Activity: Transcribe the records below exactly as they appear.

[Stored data]

------------------------------------------------------------------------

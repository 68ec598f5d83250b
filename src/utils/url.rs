//! URL helpers for the server address and backend endpoints.

use url::{ParseError, Url};

/// Strip trailing slashes so the configured address reads the same however it was typed.
///
/// ```
/// use bluechat::utils::url::normalize_base_url;
///
/// assert_eq!(normalize_base_url("http://localhost:8000/"), "http://localhost:8000");
/// assert_eq!(normalize_base_url("http://localhost:8000///"), "http://localhost:8000");
/// ```
pub fn normalize_base_url(base_url: &str) -> String {
    base_url.trim().trim_end_matches('/').to_string()
}

/// Parse a server address, assuming plain HTTP for bare `host:port` input.
///
/// ```
/// use bluechat::utils::url::parse_server_url;
///
/// let url = parse_server_url("localhost:8000").unwrap();
/// assert_eq!(url.as_str(), "http://localhost:8000/");
/// assert!(parse_server_url("ftp://files.example").is_err());
/// ```
pub fn parse_server_url(input: &str) -> Result<Url, String> {
    let trimmed = input.trim();
    let url = match Url::parse(trimmed) {
        Ok(url) if matches!(url.scheme(), "http" | "https") => url,
        // `localhost:8000` parses with `localhost` as an opaque scheme.
        Ok(url) if url.cannot_be_a_base() => with_http_scheme(trimmed)?,
        Ok(url) => return Err(format!("unsupported scheme `{}`", url.scheme())),
        Err(ParseError::RelativeUrlWithoutBase) => with_http_scheme(trimmed)?,
        Err(err) => return Err(err.to_string()),
    };
    if url.host_str().is_none() {
        return Err("missing host".to_string());
    }
    Ok(url)
}

fn with_http_scheme(input: &str) -> Result<Url, String> {
    Url::parse(&format!("http://{input}")).map_err(|err| err.to_string())
}

/// Canonical text form of a server address, used for display and storage.
pub fn canonical_server_url(input: &str) -> Result<String, String> {
    parse_server_url(input).map(|url| normalize_base_url(url.as_str()))
}

/// Append path segments to a base URL, percent-encoding each one.
///
/// ```
/// use bluechat::utils::url::endpoint_url;
///
/// let url = endpoint_url("http://localhost:8000/", &["api", "chat", "a b"]).unwrap();
/// assert_eq!(url.as_str(), "http://localhost:8000/api/chat/a%20b");
/// ```
pub fn endpoint_url(base_url: &str, segments: &[&str]) -> Result<Url, String> {
    let mut url = parse_server_url(&normalize_base_url(base_url))?;
    url.path_segments_mut()
        .map_err(|()| format!("`{base_url}` cannot carry a path"))?
        .pop_if_empty()
        .extend(segments);
    Ok(url)
}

------------------------------------------------------------------------

Reply:
repository 68ec598f5d83250b
filename src/utils/url.rs
//! URL helpers for the server address and backend endpoints.

use url::{ParseError, Url};

/// Strip trailing slashes so the configured address reads the same however it was typed.
///
/// ```
/// use bluechat::utils::url::normalize_base_url;
///
/// assert_eq!(normalize_base_url("http://localhost:8000/"), "http://localhost:8000");
/// assert_eq!(normalize_base_url("http://localhost:8000///"), "http://localhost:8000");
/// ```
pub fn normalize_base_url(base_url: &str) -> String {
    base_url.trim().trim_end_matches('/').to_string()
}

/// Parse a server address, assuming plain HTTP for bare `host:port` input.
///
/// ```
/// use bluechat::utils::url::parse_server_url;
///
/// let url = parse_server_url("localhost:8000").unwrap();
/// assert_eq!(url.as_str(), "http://localhost:8000/");
/// assert!(parse_server_url("ftp://files.example").is_err());
/// ```
pub fn parse_server_url(input: &str) -> Result<Url, String> {
    let trimmed = input.trim();
    let url = match Url::parse(trimmed) {
        Ok(url) if matches!(url.scheme(), "http" | "https") => url,
        // `localhost:8000` parses with `localhost` as an opaque scheme.
        Ok(url) if url.cannot_be_a_base() => with_http_scheme(trimmed)?,
        Ok(url) => return Err(format!("unsupported scheme `{}`", url.scheme())),
        Err(ParseError::RelativeUrlWithoutBase) => with_http_scheme(trimmed)?,
        Err(err) => return Err(err.to_string()),
    };
    if url.host_str().is_none() {
        return Err("missing host".to_string());
    }
    Ok(url)
}

fn with_http_scheme(input: &str) -> Result<Url, String> {
    Url::parse(&format!("http://{input}")).map_err(|err| err.to_string())
}

/// Canonical text form of a server address, used for display and storage.
pub fn canonical_server_url(input: &str) -> Result<String, String> {
    parse_server_url(input).map(|url| normalize_base_url(url.as_str()))
}

/// Append path segments to a base URL, percent-encoding each one.
///
/// ```
/// use bluechat::utils::url::endpoint_url;
///
/// let url = endpoint_url("http://localhost:8000/", &["api", "chat", "a b"]).unwrap();
/// assert_eq!(url.as_str(), "http://localhost:8000/api/chat/a%20b");
/// ```
pub fn endpoint_url(base_url: &str, segments: &[&str]) -> Result<Url, String> {
    let mut url = parse_server_url(&normalize_base_url(base_url))?;
    url.path_segments_mut()
        .map_err(|()| format!("`{base_url}` cannot carry a path"))?
        .pop_if_empty()
        .extend(segments);
    Ok(url)
}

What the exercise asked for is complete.